In a statement released in Abuja, the NUPRC disclosed that 42 companies/entities were deemed successful in the competition to win and develop 49 flare sites announced during the 2022 Nigerian Gas Flare Commercialisation Programme (NGFCP) auction process. Among these, 38 companies were granted 40 standalone single flare site developments, while four companies received nine sites to be developed as clusters. Additionally, reserve bidder status was granted to some companies in case the preferred bidders failed to meet the stipulated terms and conditions.
But the absence of accompanying list of names of the winners has left several industry stakeholders puzzled, dredging up the usual questions about transparency and accountability in Nigeria’s hydrocarbon sector.
When contacted, Adamu Garba, the NUPRC Head, Public Affairs Unit, cited ‘technicalities’ as reason for the delay in publishing the list along with the commission’s statement of bid round outcome made on September 12, 2023.
“There are still some technicalities that we are trying to fix, when we are done, we’ll make it public, we will make it available then,” Garba said.
But the NUPRC statement itself had indicated that award letters were already being transmitted to the respective successful entities through the appropriate channels.
In furtherance of its mandate in Section 7 (e) and Section 105 (2) of the Petroleum Industry Act (PIA), 2021, the statement said, the commission, in the third quarter of 2022, restructured the NGFCP and re-launched the programme to align with the provisions of the PIA, as well as reflect prevailing economic and operational realities.
“The engagements by the commission were to galvanise and sustain interest in the programme, attract investments and stimulate participation by local and foreign entities,” NUPRC stated.
The Commission noted that in response to the Request for Qualification issued in the fourth quarter of 2022, 300 companies/entities indicated interest in either revalidating their pre-qualification status as existing participants or submitting Statement of Qualification as new participants.
“Following the evaluation of SOQs, a total of 139 applicants were deemed successful and awarded the qualified applicant status.

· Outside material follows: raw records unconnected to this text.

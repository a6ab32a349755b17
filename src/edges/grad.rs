//! Integer Sobel gradients.
//!
//! - 3×3 kernel with a one pixel null border.
//! - 5×5 kernel (weights `5 8 10 8 5` on the outer columns, `4 10 20 10 4` on
//!   the inner ones) with a two pixel null border.
//!
//! Rows are independent and computed in parallel.
use crate::geometry::Vector;
use crate::image::{ImageU8, ImageView};
use rayon::prelude::*;

const OUTER: [i32; 5] = [5, 8, 10, 8, 5];
const INNER: [i32; 5] = [4, 10, 20, 10, 4];

#[inline]
fn px(row: &[u8], x: usize) -> i32 {
    row[x] as i32
}

/// 3×3 Sobel vectors, `(gx, gy)` with `y` growing downwards.
pub fn sobel_3x3(img: &ImageU8) -> Vec<Vector> {
    let (w, h) = (img.width(), img.height());
    let mut map = vec![Vector::default(); w * h];
    if w < 3 || h < 3 {
        return map;
    }
    map.par_chunks_mut(w)
        .enumerate()
        .skip(1)
        .take(h - 2)
        .for_each(|(y, out)| {
            let (up, mid, down) = (img.row(y - 1), img.row(y), img.row(y + 1));
            for x in 1..w - 1 {
                let gx = px(up, x + 1) + 2 * px(mid, x + 1) + px(down, x + 1)
                    - px(up, x - 1)
                    - 2 * px(mid, x - 1)
                    - px(down, x - 1);
                let gy = px(down, x - 1) + 2 * px(down, x) + px(down, x + 1)
                    - px(up, x - 1)
                    - 2 * px(up, x)
                    - px(up, x + 1);
                out[x] = Vector::new(gx, gy);
            }
        });
    map
}

/// 5×5 Sobel vectors.
pub fn sobel_5x5(img: &ImageU8) -> Vec<Vector> {
    let (w, h) = (img.width(), img.height());
    let mut map = vec![Vector::default(); w * h];
    if w < 5 || h < 5 {
        return map;
    }
    map.par_chunks_mut(w)
        .enumerate()
        .skip(2)
        .take(h - 4)
        .for_each(|(y, out)| {
            let rows = [
                img.row(y - 2),
                img.row(y - 1),
                img.row(y),
                img.row(y + 1),
                img.row(y + 2),
            ];
            for x in 2..w - 2 {
                let mut gx = 0;
                let mut gy = 0;
                for k in 0..5 {
                    let r = rows[k];
                    gx += OUTER[k] * (px(r, x + 2) - px(r, x - 2))
                        + INNER[k] * (px(r, x + 1) - px(r, x - 1));
                    let c = x + k - 2;
                    gy += OUTER[k] * (px(rows[4], c) - px(rows[0], c))
                        + INNER[k] * (px(rows[3], c) - px(rows[1], c));
                }
                out[x] = Vector::new(gx, gy);
            }
        });
    map
}

/// Integer euclidean norm of each vector.
pub fn magnitudes(map: &[Vector]) -> Vec<i32> {
    map.par_iter()
        .map(|v| (v.norm2() as f64).sqrt() as i32)
        .collect()
}
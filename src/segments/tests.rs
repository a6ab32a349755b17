use super::*;
use crate::geometry::{AbsRat, Point};

fn p(x: i32, y: i32) -> Point {
    Point::new(x, y)
}

#[test]
fn point_list_keeps_left_to_right_order() {
    let mut list = BiPtList::new(p(5, 5));
    list.add_front(p(4, 5));
    list.add_front(p(3, 5));
    for x in 6..9 {
        list.add_back(p(x, 5));
    }
    assert_eq!(list.len(), 6);
    assert_eq!(list.seed(), p(5, 5));
    assert_eq!((list.front_len(), list.back_len()), (2, 3));
    assert_eq!(list.left_points(), vec![p(4, 5), p(3, 5)]);
    assert_eq!(list.right_points(), vec![p(6, 5), p(7, 5), p(8, 5)]);

    list.remove_back(10);
    assert_eq!(list.back(), p(6, 5), "the point next to the seed survives");
    list.remove_front(1);
    assert_eq!(list.front(), p(4, 5));
    assert_eq!(list.seed(), p(5, 5));
    let bb = list.extrema();
    assert_eq!((bb.xmin, bb.xmax, bb.ymin, bb.ymax), (4, 6, 5, 5));
}

#[test]
fn lone_seed_gives_no_segment() {
    let builder = SegmentBuilder::new(AbsRat::from_int(3), p(2, 2));
    assert!(builder.line().is_none());
    assert!(builder.into_segment().is_none());
}

#[test]
fn two_points_give_a_thin_segment() {
    let mut builder = SegmentBuilder::new(AbsRat::from_int(3), p(0, 0));
    assert!(builder.add_right(p(5, 2)));
    assert_eq!(builder.state(), &BuilderState::OneSide);
    let bs = builder.into_segment().expect("two distinct points");
    assert_eq!(bs.all_points(), vec![p(0, 0), p(5, 2)]);
    assert_eq!(bs.segment().nu(), 1, "thin line");
    assert!(bs.antipodal().is_none());
    assert!(!bs.is_thick());
}

#[test]
fn builder_walks_through_its_states() {
    let mut builder = SegmentBuilder::new(AbsRat::from_int(2), p(0, 0));
    assert!(builder.add_right(p(1, 0)));
    assert_eq!(builder.state(), &BuilderState::OneSide);
    assert!(builder.add_left(p(-1, 0)));
    assert_eq!(builder.state(), &BuilderState::Flat);
    assert_eq!(builder.strict_thickness(), AbsRat::ZERO);

    builder.remove_right(1);
    assert_eq!(builder.len(), 3, "no removal before the hull exists");

    assert!(builder.add_right(p(2, 1)));
    assert!(matches!(builder.state(), BuilderState::Hull(_)));
    let width = builder.strict_thickness();
    assert!(width.equals(&AbsRat::new(2, 3)), "got {width}");
}

#[test]
fn refused_point_leaves_builder_untouched() {
    let mut builder = SegmentBuilder::new(AbsRat::from_int(2), p(0, 0));
    assert!(builder.add_right(p(1, 0)));
    assert!(builder.add_left(p(-1, 0)));
    assert!(builder.add_right(p(2, 1)));

    let state = builder.state().clone();
    let support = builder.support_vector();
    let len = builder.len();
    assert!(!builder.add_left(p(-3, 5)), "far point must be refused");
    assert_eq!(builder.state(), &state, "hull restored exactly");
    assert_eq!(builder.support_vector(), support);
    assert_eq!(builder.len(), len);
    assert_eq!(builder.last_left(), p(-1, 0));

    assert!(builder.add_right(p(3, 1)));
    assert!(builder.strict_thickness().less_eq(&builder.max_width()));
    assert_eq!(builder.last_right(), p(3, 1));

    let bs = builder.into_segment().expect("hull state");
    assert_eq!(bs.len(), 5);
    assert!(bs.antipodal().is_some());
    assert!(bs.minimal_width().equals(&AbsRat::from_int(1)));
    let line = *bs.segment().line();
    for q in bs.all_points() {
        assert!(line.owns(q), "{q:?} outside {line:?}");
    }
}

#[test]
fn replay_stops_each_side_at_first_refusal() {
    let left = [p(4, 0), p(3, 0), p(2, 3), p(1, 0)];
    let right = [p(6, 0), p(7, 0)];
    let builder = SegmentBuilder::from_sides(AbsRat::from_int(1), p(5, 0), &left, &right);
    assert_eq!(builder.state(), &BuilderState::Flat);
    assert_eq!(
        builder.points().to_vec(),
        vec![p(3, 0), p(4, 0), p(5, 0), p(6, 0), p(7, 0)]
    );
}

fn band_segment() -> BlurredSegment {
    let left: Vec<Point> = (0..5).rev().map(|x| p(x, 0)).collect();
    let right: Vec<Point> = (6..11).map(|x| p(x, 1)).collect();
    SegmentBuilder::from_sides(AbsRat::from_int(2), p(5, 0), &left, &right)
        .into_segment()
        .expect("band segment")
}

#[test]
fn blurred_segment_accessors() {
    let bs = band_segment();
    assert_eq!(bs.len(), 11);
    assert_eq!(bs.center(), p(5, 0));
    assert_eq!(bs.last_left(), p(0, 0));
    assert_eq!(bs.last_right(), p(10, 1));
    assert_eq!(bs.squared_length(), 101);
    assert_eq!(bs.middle(), p(5, 0));
    assert_eq!(bs.bounding_box_size(), crate::geometry::Vector::new(10, 1));
    assert!(bs.minimal_width().equals(&AbsRat::from_int(1)));
    assert_eq!(bs.left_points().len(), 5);
    assert_eq!(bs.right_points().first(), Some(&p(6, 1)));
    let line = bs.line();
    assert!((line.x * line.x + line.y * line.y - 1.0).abs() < 1e-9);
    assert!((bs.length() - 101f64.sqrt()).abs() < 1e-9);
    assert!(bs.direction()[0] > 0.99);
}

#[test]
fn connected_runs_are_counted() {
    let bs = band_segment();
    assert_eq!(bs.split_into_runs().len(), 1);
    assert_eq!(bs.count_of_connected_points(5), 11);

    let gapped = SegmentBuilder::from_sides(
        AbsRat::from_int(1),
        p(5, 0),
        &[p(4, 0), p(3, 0)],
        &[p(7, 0), p(8, 0), p(9, 0)],
    )
    .into_segment()
    .expect("flat segment");
    assert_eq!(gapped.split_into_runs().len(), 2);
    assert_eq!(gapped.connected_components().len(), 2);
    assert_eq!(gapped.count_of_connected_points(3), 6);
    assert_eq!(gapped.count_of_connected_points(4), 0);
    assert_eq!(gapped.count_of_connected_components(2), 2);
}

#[test]
fn filter_keeps_a_clean_segment() {
    let bs = band_segment();
    let mut filter = OutlierFilter::new();
    let out = filter.filter(&bs).expect("filtered segment");
    assert_eq!(out.all_points(), bs.all_points());
    assert_eq!(filter.initial_size(), 11);
    assert_eq!(filter.final_size(), 11);
    assert!(filter.rejected().is_empty());
}
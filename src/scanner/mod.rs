//! Directional scanners.
//!
//! A scanner walks a strip of the image with parallel digital scan lines,
//! starting from a central line and moving outwards on its left and right
//! sides one line per call. Four direction families ([`Octant`]) cover all
//! directions once normalised; the [`ScannerProvider`] picks the family from
//! the direction and clips every scan to the image rectangle.
//!
//! Adaptive scanners can be re-bound to a new strip (the medial axis of a
//! growing segment), rescaling the strip width to the new direction.

mod directional;
mod octant;
mod provider;

pub use directional::{DirectionalScanner, ScanPosition};
pub use octant::Octant;
pub use provider::ScannerProvider;

#[cfg(test)]
mod tests;
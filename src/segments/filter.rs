use super::builder::SegmentBuilder;
use super::segment::BlurredSegment;
use crate::geometry::{AbsRat, Point};

/// Re-validates a grown segment by replaying its points through a fresh
/// builder around the same seed.
///
/// The budget is one pixel plus the integer part of the segment's own digital
/// width. Each side is replayed from the seed outwards and stops at its first
/// refused point.
#[derive(Clone, Debug, Default)]
pub struct OutlierFilter {
    initial_size: usize,
    final_size: usize,
    rejected: Vec<Point>,
}

impl OutlierFilter {
    pub fn new() -> Self {
        Self::default()
    }

    pub fn clear(&mut self) {
        self.initial_size = 0;
        self.final_size = 0;
        self.rejected.clear();
    }

    pub fn filter(&mut self, bs: &BlurredSegment) -> Option<BlurredSegment> {
        let left = bs.left_points();
        let right = bs.right_points();
        let width = bs.minimal_width();
        let max_width = 1 + width.floor().unwrap_or(0);
        let builder =
            SegmentBuilder::from_sides(AbsRat::from_int(max_width), bs.center(), &left, &right);
        self.initial_size = bs.len();
        self.final_size = builder.len();
        let kept = builder.points();
        let (kept_left, kept_right) = (kept.front_len(), kept.back_len());
        self.rejected = left
            .iter()
            .skip(kept_left)
            .chain(right.iter().skip(kept_right))
            .copied()
            .collect();
        builder.into_segment()
    }

    /// Size of the last filtered segment.
    pub fn initial_size(&self) -> usize {
        self.initial_size
    }

    /// Points kept by the last replay.
    pub fn final_size(&self) -> usize {
        self.final_size
    }

    /// Points the last replay refused or never reached.
    pub fn rejected(&self) -> &[Point] {
        &self.rejected
    }
}
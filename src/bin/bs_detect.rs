use blurred_segments::config::detect::{self, DetectMode};
use blurred_segments::detector::{Detector, Step};
use blurred_segments::diagnostics::{
    DetectionReport, InputDescriptor, ProbeReport, SegmentDescriptor, TimingBreakdown,
};
use blurred_segments::edges::GradientField;
use blurred_segments::image::io::{load_grayscale_image, save_segment_overlay, write_json_file};
use std::env;
use std::path::Path;
use std::time::Instant;

fn main() {
    if let Err(err) = run() {
        eprintln!("Error: {err}");
        std::process::exit(1);
    }
}

fn run() -> Result<(), String> {
    let config_path = env::args().nth(1).ok_or_else(usage)?;
    let config = detect::load_config(Path::new(&config_path))?;
    let with_points = config.output.with_points;

    let t0 = Instant::now();
    let gray = load_grayscale_image(&config.input)?;
    let mut timings = TimingBreakdown::default();
    let load_ms = t0.elapsed().as_secs_f64() * 1000.0;
    timings.push("load", load_ms);

    let field = GradientField::new(&gray.as_view(), config.gradient.clone());
    let field_ms = t0.elapsed().as_secs_f64() * 1000.0 - load_ms;
    timings.push("gradient", field_ms);

    let mut detector = Detector::new(field, config.detector.clone());
    let mut probes = Vec::new();
    let mut sweep = None;
    let mut segments = Vec::new();
    match config.mode {
        DetectMode::Sweep | DetectMode::BalancedSweep => {
            let report = if config.mode == DetectMode::Sweep {
                detector.detect_all()
            } else {
                detector.detect_all_balanced()
            };
            timings.push("sweep", report.timings.total_ms);
            sweep = Some(report);
            segments = detector.take_blurred_segments();
        }
        DetectMode::Probes => {
            let started = Instant::now();
            for probe in &config.probes {
                let result = match probe.center {
                    Some(center) => detector.detect_centered(probe.p1, probe.p2, center),
                    None => detector.detect(probe.p1, probe.p2),
                };
                let failure = detector.track_failure();
                let bs = if result.is_ok() {
                    detector.take_blurred_segment(Step::Final)
                } else {
                    None
                };
                probes.push(ProbeReport {
                    p1: probe.p1,
                    p2: probe.p2,
                    center: probe.center,
                    result,
                    code: result.code(),
                    failure,
                    segment: bs
                        .as_ref()
                        .map(|bs| SegmentDescriptor::from_segment(bs, with_points)),
                });
                segments.extend(bs);
            }
            timings.push("probes", started.elapsed().as_secs_f64() * 1000.0);
        }
    }
    timings.total_ms = t0.elapsed().as_secs_f64() * 1000.0;

    let report = DetectionReport {
        version: Detector::version().to_string(),
        input: InputDescriptor {
            path: config.input.display().to_string(),
            width: gray.width(),
            height: gray.height(),
        },
        timings,
        probes,
        sweep,
        segments: segments
            .iter()
            .map(|bs| SegmentDescriptor::from_segment(bs, with_points))
            .collect(),
    };
    write_json_file(&config.output.segments_json, &report)?;
    println!(
        "Saved {} blurred segments to {}",
        report.segments.len(),
        config.output.segments_json.display()
    );

    if let Some(path) = &config.output.overlay_image {
        save_segment_overlay(&gray, &segments, path)?;
        println!("Saved overlay to {}", path.display());
    }
    Ok(())
}

fn usage() -> String {
    "Usage: bs_detect <config.json>".to_string()
}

Subsequently, in the first quarter of 2023, the commission issued the Request for Proposal to enable qualified applicants to put together their respective proposals for any of the 49 flare sites on offer.
“88 entities, comprising individual companies and consortiums responded to the RFP and submitted a total of 137 proposals, each containing technical, commercial and financial documentation for one or more of the 49 flare sites for either standalone or cluster development,” the statement read.
NUPRC said the proposals were duly evaluated by the commission and approval secured to announce 38 companies granted 40 standalone single flare site developments, while four companies which also received nine sites to be developed as clusters.
The NUPRC further noted that the preferred bidders would proceed individually to execute a suite of commercial agreements with relevant parties and effect payment of the prescribed award fees to enable the granting of permits to access flare gas by the commission.
However, the absence of a published list of selected companies has left the Nigerian public in the dark regarding the companies that will be sealing these crucial agreements with the NUPRC.
This marks the second consecutive Nigerian hydrocarbon bid round whose outcome would be announced without a list of the winners.
The defunct Department of Petroleum Resources (DPR) also failed to announce the 161 companies selected as winners of interests in the 57 marginal fields on offer in the Nigeria’s second marginal field bid round in 2021 which led to speculations and allegations.
Unlike Nigeria, countries such as Angola, Ghana, and even neighbouring Cameroon routinely publish detailed lists of bid round winners during announcement, providing a clear picture of who will be responsible for developing their hydrocarbon resources. The absence of this crucial information in Nigeria’s announcements has fuelled scepticism and speculation.
In the absence of a published list of winners, stakeholders in the oil and gas sector are now questioning the fairness and integrity of the process. Industry experts argue that without a published list, it becomes challenging to scrutinize the qualifications and capabilities of the winning companies, potentially undermining the program’s success.
In stark contrast to Nigeria’s approach, countries such as Angola, Ghana, and even neighbouring Cameroon consistently publish detailed lists of bid round winners during announcements, providing a clear and transparent picture of who will be responsible for developing their hydrocarbon resources. The absence of this crucial information in Nigeria’s announcements has fuelled scepticism and speculation within the industry.